But, get this: there’s an openly gay one (he’s not even subtextually gay) named Izzy.  Izzy isn’t a threat to the ab-boys, some could say he’s a protagonist. 

We’ve come a long way, baby!

Is Jeepers Creepers 2 a good film? Heavens to Betsy, no.  Absolutely not! 

The first film was an original story well told; the sequel tries to tell an expanded story and winds up looking cheap, sloppy, nonsensical, and boring. The gay storyline goes absolutely nowhere and it was written and directed by a pedophile, but at this point in horror history, we were taking whatever scraps we could get. Accordingly, we were willing to overlook the mess to finally have secondary gay characters who doesn’t wind up dying tragically or end up being the maniacal killer in the third act. Baby steps. 
While guilty pleasures at best, these are the perfect films to watch when you’re home alone drinking egg nog spiked coffee out of an oversized mug on a Sunday afternoon in bed.

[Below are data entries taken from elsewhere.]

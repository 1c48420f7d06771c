use lru::LruCache;
use std::num::NonZeroUsize;

use super::{BLOCK_SZ, BlockId};

/// Write-through LRU cache of block images for a single block store.
///
/// The store always writes to disk first and then refreshes the cached copy,
/// so an entry is never dirty and eviction never has to flush anything.
pub struct BlockCache {
    /// `None` when the configured capacity is zero (caching disabled)
    blocks: Option<LruCache<BlockId, Vec<u8>>>,
}

impl BlockCache {
    /// Create a cache holding at most `capacity` blocks
    pub fn new(capacity: usize) -> Self {
        Self {
            blocks: NonZeroUsize::new(capacity).map(LruCache::new),
        }
    }

    /// Look up a block, refreshing its LRU position
    pub fn get(&mut self, block_id: BlockId) -> Option<&[u8]> {
        self.blocks
            .as_mut()
            .and_then(|blocks| blocks.get(&block_id))
            .map(|data| data.as_slice())
    }

    /// Insert or replace the cached image of a block
    pub fn insert(&mut self, block_id: BlockId, data: &[u8]) {
        debug_assert_eq!(data.len(), BLOCK_SZ);
        if let Some(blocks) = self.blocks.as_mut() {
            // Overwrite in place when the block is already cached
            match blocks.get_mut(&block_id) {
                Some(entry) => entry.copy_from_slice(data),
                None => {
                    blocks.put(block_id, data.to_vec());
                }
            }
        }
    }

    /// Drop every cached block
    pub fn clear(&mut self) {
        if let Some(blocks) = self.blocks.as_mut() {
            blocks.clear();
        }
    }

    /// Check if a block is cached (does not touch LRU order)
    pub fn contains(&self, block_id: BlockId) -> bool {
        self.blocks
            .as_ref()
            .is_some_and(|blocks| blocks.contains(&block_id))
    }

    /// Number of cached blocks
    pub fn len(&self) -> usize {
        self.blocks.as_ref().map_or(0, |blocks| blocks.len())
    }

    /// Check if nothing is cached
    pub fn is_empty(&self) -> bool {
        self.len() == 0
    }
}

#[cfg(test)]
mod tests {
    use super::*;

    fn block(fill: u8) -> Vec<u8> {
        vec![fill; BLOCK_SZ]
    }

    #[test]
    fn test_insert_and_get() {
        let mut cache = BlockCache::new(4);
        cache.insert(1, &block(7));

        assert!(cache.contains(1));
        assert_eq!(cache.get(1).unwrap()[0], 7);
        assert!(cache.get(2).is_none());
    }

    #[test]
    fn test_replace_existing_block() {
        let mut cache = BlockCache::new(4);
        cache.insert(1, &block(1));
        cache.insert(1, &block(2));

        assert_eq!(cache.len(), 1);
        assert_eq!(cache.get(1).unwrap()[BLOCK_SZ - 1], 2);
    }

    #[test]
    fn test_lru_eviction() {
        let mut cache = BlockCache::new(2);
        cache.insert(1, &block(1));
        cache.insert(2, &block(2));

        // Touch block 1 so block 2 becomes the LRU entry
        cache.get(1);
        cache.insert(3, &block(3));

        assert!(cache.contains(1));
        assert!(!cache.contains(2));
        assert!(cache.contains(3));
    }

    #[test]
    fn test_zero_capacity_disables_cache() {
        let mut cache = BlockCache::new(0);
        cache.insert(1, &block(1));

        assert!(cache.is_empty());
        assert!(cache.get(1).is_none());
    }

    #[test]
    fn test_clear() {
        let mut cache = BlockCache::new(4);
        cache.insert(1, &block(1));
        cache.insert(2, &block(2));
        cache.clear();

        assert!(cache.is_empty());
    }
}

Please note: The Jeepers Creepers franchise was produced by Francis Ford Coppola's American Zoetrope.  Victor Salva is gross.  I think the most important lesson I have learned during my tenure here in Los Angeles is that we have to judge the art and not the artist.  Unfortunately, the fact that Victor is such a skeeze is what gives these movies their queer bent, whether consciously or not.

Thursday, December 17, 2009

It is what it is.

Another decade is screeching to a halt. We had a bad war and a good president, Elizabeth Taylor's still going strong… but digging through my DVD closet, it was one of the most anemic decades in horror history. The aughts was a decade of photocopy remakes. These lifeless re-hashings of our most sacred texts (Friday the 13th, Amityville Horror, Nightmare on Elm Street) were ushered in by the success of the 2003 remake of Texas Chainsaw Massacre.  Now, you can hate on me like Miss Jill Scott, but I am giving it my #5 spot in my FaggotyAss Top 5 of the 2000s.


The Texas Chainsaw Massacre remake took every genre standard that was established in the 1980s (horny teens, virginal final girls, stoner road trips gone terribly wrong, the implacable urbanite fear of rednecks) and mashed them together in a hyper-stylized post-MTV Bouillabaisse.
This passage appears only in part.